ISO/IEC 10118-2:2010

Information technology - Security techniques - Hash-functions - Part 2: Hash-functions using an n-bit block cipher

ISO/IEC 10118-2:2010 specifies hash-functions which make use of an n -bit block cipher algorithm. They are therefore suitable for an environment in which such an algorithm is already implemented. Block ciphers are specified in ISO/IEC 18033-3. Four hash-functions are specified. The first provides hash-codes of length less than or equal to n , where n is the block-length of the algorithm used. The second provides hash-codes of length less than or equal to 2 n ; the third provides hash-codes of length equal to 2 n ; and the fourth provides hash-codes of length 3 n . All four of the hash-functions specified in ISO/IEC 10118-2:2010 conform to the general model specified in ISO/IEC 10118-1.

ISO/IEC 10118-3:2018

IT Security techniques - Hash-functions - Part 3: Dedicated hash-functions

This document specifies dedicated hash-functions, i.e. specially designed hash-functions. The hash-functions in this document are based on the iterative use of a round-function. Distinct round-functions are specified, giving rise to distinct dedicated hash-functions. The use of Dedicated Hash-Functions 1, 2 and 3 in new digital signature implementations is deprecated. NOTE As a result of their short hash-code length and/or cryptanalytic results, Dedicated Hash-Functions 1, 2 and 3 do not provide a sufficient level of collision resistance for future digital signature applications and they are therefore, only usable for legacy applications.
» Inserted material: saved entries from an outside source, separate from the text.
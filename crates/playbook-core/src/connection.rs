//! Connection builder

use playbook_model::{ConnectionConfig, Credentials, Platform};

use crate::config::{
    AssemblerConfig, ENV_CLOUD_APIKEY, ENV_TPP_ACCESS_TOKEN, ENV_TPP_TRUST_BUNDLE, ENV_TPP_URL,
};
use crate::credentials::{validate_environment, CredentialSource};
use crate::error::PlaybookResult;

/// Build the connection block for `platform`
///
/// `tpp` gets `url` and `trustBundle`; `vaas` leaves them out entirely.
///
/// # Errors
/// [`crate::PlaybookError::MissingEnvironment`] if any required input is
/// absent
pub fn build_connection(
    config: &AssemblerConfig,
    platform: Platform,
    source: &impl CredentialSource,
) -> PlaybookResult<ConnectionConfig> {
    validate_environment(platform, source)?;

    let connection = match platform {
        Platform::Tpp => ConnectionConfig::tpp(
            source.require(platform, ENV_TPP_URL)?,
            source.require(platform, ENV_TPP_TRUST_BUNDLE)?,
            Credentials::new(
                config.client_id.clone(),
                source.require(platform, ENV_TPP_ACCESS_TOKEN)?,
            ),
        ),
        Platform::Vaas => ConnectionConfig::vaas(Credentials::new(
            config.client_id.clone(),
            source.require(platform, ENV_CLOUD_APIKEY)?,
        )),
    };

    tracing::info!("Built {} connection", platform);
    Ok(connection)
}

/// Parse the platform name, then [`build_connection`]
///
/// # Errors
/// [`crate::PlaybookError::UnknownPlatform`] or any error of
/// [`build_connection`]
pub fn build_connection_named(
    config: &AssemblerConfig,
    platform: &str,
    source: &impl CredentialSource,
) -> PlaybookResult<ConnectionConfig> {
    let platform: Platform = platform.parse()?;
    build_connection(config, platform, source)
}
However, for applications where collision resistance is not required, such as in hash-functions as specified in ISO/IEC 9797 2, or in key derivation functions specified in ISO/IEC 11770 6, their use is not deprecated. Numerical examples for dedicated hash-functions specified in this document are given in Annex B as additional information. For information purposes, SHA-3 extendable-output functions are specified in Annex C.

ISO/IEC 10118-4:1998

Information technology - Security techniques - Hash-functions - Part 4: Hash-functions using modular arithmetic

This part of ISO/IEC 10118 specifies two hash-functions which make use of modular arithmetic. These hash-functions, which are believed to be collision-resistant, compress messages of arbitrary but limited length to a hash-code whose length is determined by the length of the prime number used in the reduction-function defined in 7.3. Thus, the hash-code is easily scaled to the input length of any mechanism (e.g., signature algorithm, identification scheme). The hash-functions specified in this part of ISO/IEC 10118, known as MASH-1 and MASH-2 (Modular Arithmetic Secure Hash) are particularly suitable for environments in which implementations of modular arithmetic of sufficient length are already available. The two hash-functions differ only in the exponent used in the round-function.